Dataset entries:
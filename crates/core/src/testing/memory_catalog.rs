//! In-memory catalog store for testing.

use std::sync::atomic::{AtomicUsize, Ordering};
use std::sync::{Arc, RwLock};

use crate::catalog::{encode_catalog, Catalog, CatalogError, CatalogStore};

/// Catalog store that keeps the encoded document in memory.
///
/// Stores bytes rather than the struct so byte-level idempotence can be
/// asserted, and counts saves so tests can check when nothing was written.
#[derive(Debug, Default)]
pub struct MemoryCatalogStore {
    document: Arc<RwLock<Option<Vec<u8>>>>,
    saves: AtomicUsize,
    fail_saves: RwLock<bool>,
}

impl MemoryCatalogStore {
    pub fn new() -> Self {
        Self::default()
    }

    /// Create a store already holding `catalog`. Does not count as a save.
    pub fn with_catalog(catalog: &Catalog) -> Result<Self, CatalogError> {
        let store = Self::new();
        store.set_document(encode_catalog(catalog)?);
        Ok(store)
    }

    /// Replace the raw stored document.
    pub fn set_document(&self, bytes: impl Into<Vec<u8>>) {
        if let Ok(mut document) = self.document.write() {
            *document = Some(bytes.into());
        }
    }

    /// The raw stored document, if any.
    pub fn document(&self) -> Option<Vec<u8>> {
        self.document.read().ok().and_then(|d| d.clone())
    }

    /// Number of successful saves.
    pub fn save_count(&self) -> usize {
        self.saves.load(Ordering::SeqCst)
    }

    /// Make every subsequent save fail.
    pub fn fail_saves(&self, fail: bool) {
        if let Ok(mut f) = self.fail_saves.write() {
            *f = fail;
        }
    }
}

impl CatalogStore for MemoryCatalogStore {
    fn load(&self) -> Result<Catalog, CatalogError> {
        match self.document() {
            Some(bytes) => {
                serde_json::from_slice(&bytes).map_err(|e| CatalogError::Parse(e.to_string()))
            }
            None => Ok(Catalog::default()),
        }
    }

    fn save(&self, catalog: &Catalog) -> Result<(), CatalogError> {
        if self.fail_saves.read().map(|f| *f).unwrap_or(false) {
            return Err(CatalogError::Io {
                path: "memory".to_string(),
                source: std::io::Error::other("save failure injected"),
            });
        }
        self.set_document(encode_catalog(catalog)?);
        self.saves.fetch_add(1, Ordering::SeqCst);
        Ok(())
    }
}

What needs to be done:
Once you have read the records, repeat them all exactly.

Answer to this exercise:
filename crates/core/src/testing/memory_catalog.rs
//! In-memory catalog store for testing.

use std::sync::atomic::{AtomicUsize, Ordering};
use std::sync::{Arc, RwLock};

use crate::catalog::{encode_catalog, Catalog, CatalogError, CatalogStore};

/// Catalog store that keeps the encoded document in memory.
///
/// Stores bytes rather than the struct so byte-level idempotence can be
/// asserted, and counts saves so tests can check when nothing was written.
#[derive(Debug, Default)]
pub struct MemoryCatalogStore {
    document: Arc<RwLock<Option<Vec<u8>>>>,
    saves: AtomicUsize,
    fail_saves: RwLock<bool>,
}

impl MemoryCatalogStore {
    pub fn new() -> Self {
        Self::default()
    }

    /// Create a store already holding `catalog`. Does not count as a save.
    pub fn with_catalog(catalog: &Catalog) -> Result<Self, CatalogError> {
        let store = Self::new();
        store.set_document(encode_catalog(catalog)?);
        Ok(store)
    }

    /// Replace the raw stored document.
    pub fn set_document(&self, bytes: impl Into<Vec<u8>>) {
        if let Ok(mut document) = self.document.write() {
            *document = Some(bytes.into());
        }
    }

    /// The raw stored document, if any.
    pub fn document(&self) -> Option<Vec<u8>> {
        self.document.read().ok().and_then(|d| d.clone())
    }

    /// Number of successful saves.
    pub fn save_count(&self) -> usize {
        self.saves.load(Ordering::SeqCst)
    }

    /// Make every subsequent save fail.
    pub fn fail_saves(&self, fail: bool) {
        if let Ok(mut f) = self.fail_saves.write() {
            *f = fail;
        }
    }
}

impl CatalogStore for MemoryCatalogStore {
    fn load(&self) -> Result<Catalog, CatalogError> {
        match self.document() {
            Some(bytes) => {
                serde_json::from_slice(&bytes).map_err(|e| CatalogError::Parse(e.to_string()))
            }
            None => Ok(Catalog::default()),
        }
    }

    fn save(&self, catalog: &Catalog) -> Result<(), CatalogError> {
        if self.fail_saves.read().map(|f| *f).unwrap_or(false) {
            return Err(CatalogError::Io {
                path: "memory".to_string(),
                source: std::io::Error::other("save failure injected"),
            });
        }
        self.set_document(encode_catalog(catalog)?);
        self.saves.fetch_add(1, Ordering::SeqCst);
        Ok(())
    }
}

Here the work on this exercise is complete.